Pedagogical use of this information
In our perceptual experience value is first level, lines second. Historically this is the case from the end of the universal use of chiaroscuro in 19thc Salon paintings to the primacy of lines in the Cubism and Abstraction of the 20thc. However, the transition from the Renaissance to the Baroque went in the opposite direction And in art education this sequence from the Renaissance to the Baroque defines the method that is followed in constructing a drawing: construct the drawing first with linear measurement and insert value into that structure. Value in minute increments provides the veneer or the surface of the world that we call Reality. Courses that used to be advertised on matchbook covers and your standard drawing class at the college level, all start with measurement. This is not to say that it does not work but by skipping over the level one of perception it ignores two truths:#1 the hierarchical relation of value to linear structure and #2 the notion that an object is part of a whole visual field. It isolates the figure from the ground in which it is embedded and jettisons a priori the role of light in the uncovering of the world.
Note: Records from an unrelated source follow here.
//! Cycle Popup UI
//!
//! Mirrors the [`PopupTimeline`] into Bevy UI nodes. The timeline decides
//! *when* things happen; this module decides *how they look*: one absolutely
//! positioned row hanging above the cursor, one node per chip, each chip
//! animated through its own [`ChipAnimation`].
//!
//! The view never changes the timeline. When the session goes away the row
//! is despawned; when the session is rebuilt the row is respawned.

use std::time::Duration;

use bevy::prelude::*;

use super::animation::{
    chip_pose, track_width, CubicBezier, Transition, ANCHOR_LIFT, CHIP_ICON_SIZE, CHIP_SIZE,
};
use super::timeline::{PopupPhase, PopupSession, PopupTimeline, PopupTiming};
use crate::ui::theme::*;

/// Root node of the popup row
#[derive(Component)]
pub struct PopupRoot;

/// A chip node in the popup row
#[derive(Component, Debug)]
pub struct PopupChipNode {
    pub index: usize,
}

/// The icon text inside a chip
#[derive(Component)]
pub struct PopupChipIcon {
    pub index: usize,
}

/// Per-chip animation state
#[derive(Component, Debug, Clone, Copy)]
pub struct ChipAnimation {
    pub spread: Transition,
    pub opacity: Transition,
    pub lift: Transition,
}

impl ChipAnimation {
    /// Starting state of a freshly spawned chip.
    ///
    /// Animated rows spawn collapsed and fan out on the next phase change.
    /// Unanimated rows are born in whatever pose their phase calls for.
    fn initial(session: &PopupSession, index: usize) -> Self {
        let spread = match session.phase() {
            PopupPhase::Expanded => 1.0,
            _ => 0.0,
        };
        let lift = if index == session.active_chip_index() {
            1.0
        } else {
            0.0
        };
        Self {
            spread: Transition::settled(spread),
            opacity: Transition::settled(spread),
            lift: Transition::settled(lift),
        }
    }
}

/// What the view last saw of the timeline
#[derive(Resource, Debug, Default)]
pub struct PopupViewState {
    build_id: Option<u64>,
    phase: PopupPhase,
    phase_started: Duration,
    active_chip: usize,
}

/// Keep the popup row in step with the timeline
pub fn sync_popup_view(
    mut commands: Commands,
    time: Res<Time>,
    timeline: Res<PopupTimeline>,
    mut view: ResMut<PopupViewState>,
    roots: Query<Entity, With<PopupRoot>>,
    mut chips: Query<(&PopupChipNode, &mut ChipAnimation)>,
) {
    let Some(session) = timeline.session() else {
        if view.build_id.take().is_some() {
            for root in &roots {
                commands.entity(root).despawn();
            }
            debug!("Popup row despawned");
        }
        return;
    };

    if view.build_id != Some(session.build_id()) {
        for root in &roots {
            commands.entity(root).despawn();
        }
        spawn_popup_row(&mut commands, session);
        *view = PopupViewState {
            build_id: Some(session.build_id()),
            phase: session.phase(),
            phase_started: session.phase_started(),
            active_chip: session.active_chip_index(),
        };
        return;
    }

    let now = time.elapsed();
    let timing = *timeline.timing();
    let phase_changed =
        view.phase != session.phase() || view.phase_started != session.phase_started();
    let active_changed = view.active_chip != session.active_chip_index();

    if !phase_changed && !active_changed {
        return;
    }

    for (chip, mut anim) in &mut chips {
        if phase_changed {
            retarget_phase(&mut anim, chip.index, session, &timing, now);
        }
        if active_changed {
            let lifted = chip.index == session.active_chip_index();
            retarget_lift(&mut anim, chip.index, lifted, session, &timing, now);
        }
    }

    view.phase = session.phase();
    view.phase_started = session.phase_started();
    view.active_chip = session.active_chip_index();
}

fn retarget_phase(
    anim: &mut ChipAnimation,
    index: usize,
    session: &PopupSession,
    timing: &PopupTiming,
    now: Duration,
) {
    let (target, delay) = match session.phase() {
        PopupPhase::Hidden | PopupPhase::Expanding => {
            anim.spread.snap(0.0);
            anim.opacity.snap(0.0);
            return;
        }
        PopupPhase::Expanded => (1.0, timing.fan_delay(index)),
        PopupPhase::Collapsing => (0.0, timing.collapse_delay(index, session.chip_count())),
    };

    if !session.is_animated() {
        anim.spread.snap(target);
        anim.opacity.snap(target);
        return;
    }

    let start = session.phase_started() + delay;
    anim.spread
        .retarget(target, now, start, timing.transform, &CubicBezier::FLOATY);
    anim.opacity
        .retarget(target, now, start, timing.transform, &CubicBezier::EASE);
}

fn retarget_lift(
    anim: &mut ChipAnimation,
    index: usize,
    lifted: bool,
    session: &PopupSession,
    timing: &PopupTiming,
    now: Duration,
) {
    let target = if lifted { 1.0 } else { 0.0 };
    if !session.is_animated() {
        anim.lift.snap(target);
        return;
    }
    let start = now + timing.fan_delay(index);
    anim.lift
        .retarget(target, now, start, timing.transform, &CubicBezier::FLOATY);
}

fn spawn_popup_row(commands: &mut Commands, session: &PopupSession) {
    let width = track_width(session.chip_count());
    let anchor = session.anchor();

    commands
        .spawn((
            PopupRoot,
            Node {
                position_type: PositionType::Absolute,
                left: Val::Px(anchor.x - width * 0.5),
                top: Val::Px(anchor.y - ANCHOR_LIFT - CHIP_SIZE),
                width: Val::Px(width),
                height: Val::Px(CHIP_SIZE),
                ..default()
            },
            GlobalZIndex(POPUP_Z_INDEX),
        ))
        .with_children(|row| {
            for chip in session.chips() {
                row.spawn((
                    PopupChipNode { index: chip.index },
                    ChipAnimation::initial(session, chip.index),
                    Node {
                        position_type: PositionType::Absolute,
                        width: Val::Px(CHIP_SIZE),
                        height: Val::Px(CHIP_SIZE),
                        border: UiRect::all(Val::Px(POPUP_CHIP_BORDER_WIDTH)),
                        justify_content: JustifyContent::Center,
                        align_items: AlignItems::Center,
                        ..default()
                    },
                    BackgroundColor(POPUP_CHIP_BACKGROUND_COLOR.with_alpha(0.0)),
                    BorderColor(POPUP_CHIP_BORDER_COLOR.with_alpha(0.0)),
                    BorderRadius::all(Val::Px(POPUP_CHIP_BORDER_RADIUS)),
                ))
                .with_children(|tile| {
                    tile.spawn((
                        PopupChipIcon { index: chip.index },
                        Text::new(chip.icon.clone()),
                        TextFont {
                            font_size: CHIP_ICON_SIZE,
                            ..default()
                        },
                        TextColor(POPUP_ICON_COLOR.with_alpha(0.0)),
                    ));
                });
            }
        });

    debug!(
        "Popup row spawned: {} chips at {:?}",
        session.chip_count(),
        anchor
    );
}

/// Colours and border of a chip at full opacity
#[derive(Debug, Clone, Copy, PartialEq)]
struct ChipStyle {
    fill: Color,
    outline: Color,
    border_width: f32,
}

impl ChipStyle {
    /// The highlighted chip gets the orange, heavier border
    fn for_chip(is_active: bool) -> Self {
        if is_active {
            Self {
                fill: POPUP_ACTIVE_CHIP_BACKGROUND_COLOR,
                outline: POPUP_ACTIVE_CHIP_BORDER_COLOR,
                border_width: POPUP_ACTIVE_CHIP_BORDER_WIDTH,
            }
        } else {
            Self {
                fill: POPUP_CHIP_BACKGROUND_COLOR,
                outline: POPUP_CHIP_BORDER_COLOR,
                border_width: POPUP_CHIP_BORDER_WIDTH,
            }
        }
    }
}

/// Write each chip's current pose into its nodes
pub fn animate_popup_chips(
    time: Res<Time>,
    timeline: Res<PopupTimeline>,
    mut chips: Query<(
        &PopupChipNode,
        &ChipAnimation,
        &mut Node,
        &mut BackgroundColor,
        &mut BorderColor,
    )>,
    mut icons: Query<(&PopupChipIcon, &mut TextColor, &mut TextFont)>,
) {
    let Some(session) = timeline.session() else {
        return;
    };
    let now = time.elapsed();
    let timing = timeline.timing();
    let active = session.active_chip_index();

    let mut scales = vec![(0.0_f32, 0.0_f32); session.chip_count()];

    for (chip, anim, mut node, mut background, mut border) in &mut chips {
        let spread = anim.spread.value(now, timing.transform, &CubicBezier::FLOATY);
        let opacity = anim.opacity.value(now, timing.transform, &CubicBezier::EASE);
        let lift = anim.lift.value(now, timing.transform, &CubicBezier::FLOATY);
        let is_active = chip.index == active;

        let pose = chip_pose(chip.index, spread, opacity, lift, is_active);
        node.left = Val::Px(pose.offset.x);
        node.top = Val::Px(pose.offset.y);
        node.width = Val::Px(pose.size);
        node.height = Val::Px(pose.size);

        let style = ChipStyle::for_chip(is_active);
        let (fill, outline) = (style.fill, style.outline);
        let border_width = Val::Px(style.border_width);
        if node.border.left != border_width {
            node.border = UiRect::all(border_width);
        }
        background.0 = fill.with_alpha(fill.alpha() * pose.opacity);
        border.0 = outline.with_alpha(outline.alpha() * pose.opacity);

        if let Some(slot) = scales.get_mut(chip.index) {
            *slot = (pose.size / CHIP_SIZE, pose.opacity);
        }
    }

    for (icon, mut color, mut font) in &mut icons {
        let Some(&(scale, opacity)) = scales.get(icon.index) else {
            continue;
        };
        color.0 = POPUP_ICON_COLOR.with_alpha(opacity);
        let size = (CHIP_ICON_SIZE * scale).max(1.0);
        if (font.font_size - size).abs() > 0.1 {
            font.font_size = size;
        }
    }
}

#[cfg(test)]
mod tests {
    use super::*;

    #[test]
    fn active_chip_has_the_heavier_highlighted_border() {
        let active = ChipStyle::for_chip(true);
        let idle = ChipStyle::for_chip(false);

        assert_eq!(active.border_width, 2.0);
        assert_eq!(idle.border_width, 1.0);
        assert_eq!(active.outline, POPUP_ACTIVE_CHIP_BORDER_COLOR);
        assert_ne!(active.outline, idle.outline);
    }
}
Moreover, the use of line as measurement in classical drawing is very different from that derived from perception and the art of the 20thc. It imposes a top down order from rigid laws concerning the construction of the human figure and the use of systems of perspective. They both trap the visual world in a sort of intellectual vise.
Moreover, my method works. I have observed again and again students, who never internalized the rigid process of your typical beginning drawing class, get a fresh start studying my method. It becomes a sort of cognitive therapy where the linking of the way we see to drawing results in a drawing style that is natural and provides a base that can be built on.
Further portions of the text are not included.